### [Directions for this task]
Locate each line with the string "typed" in the listing below and copy it.

### [Task input]
______________________________

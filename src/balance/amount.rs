//! Transfer amount input - sanitize and validate against the available balance

use num_bigint::BigUint;
use num_traits::Zero;
use once_cell::sync::Lazy;
use regex::Regex;

use super::{parse_balance, BalanceError};

static NON_DIGITS: Lazy<Regex> = Lazy::new(|| Regex::new(r"[^0-9]").expect("static regex"));

#[derive(Debug, Clone, PartialEq, Eq, thiserror::Error)]
pub enum AmountError {
    #[error("Please enter an amount")]
    Empty,
    #[error("Please enter a valid amount greater than 0")]
    NotPositive,
    #[error("Insufficient balance. You only have {available} sats available.")]
    InsufficientBalance { available: String },
    #[error(transparent)]
    Balance(#[from] BalanceError),
}

/// Keep only ASCII digits of a typed amount.
pub fn sanitize_amount(input: &str) -> String {
    NON_DIGITS.replace_all(input, "").into_owned()
}

/// Validate a typed amount (in sats) against the raw balance string.
///
/// Returns the amount to send.
pub fn validate_transfer_amount(input: &str, balance_raw: &str) -> Result<BigUint, AmountError> {
    let digits = sanitize_amount(input);
    if digits.is_empty() {
        return Err(AmountError::Empty);
    }
    let amount = BigUint::parse_bytes(digits.as_bytes(), 10).ok_or(AmountError::NotPositive)?;
    if amount.is_zero() {
        return Err(AmountError::NotPositive);
    }
    let available = parse_balance(balance_raw)?;
    if amount > available {
        return Err(AmountError::InsufficientBalance { available: balance_raw.to_string() });
    }
    Ok(amount)
}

______________________________

### [Worked solution]
/// Keep only ASCII digits of a typed amount.
/// Validate a typed amount (in sats) against the raw balance string.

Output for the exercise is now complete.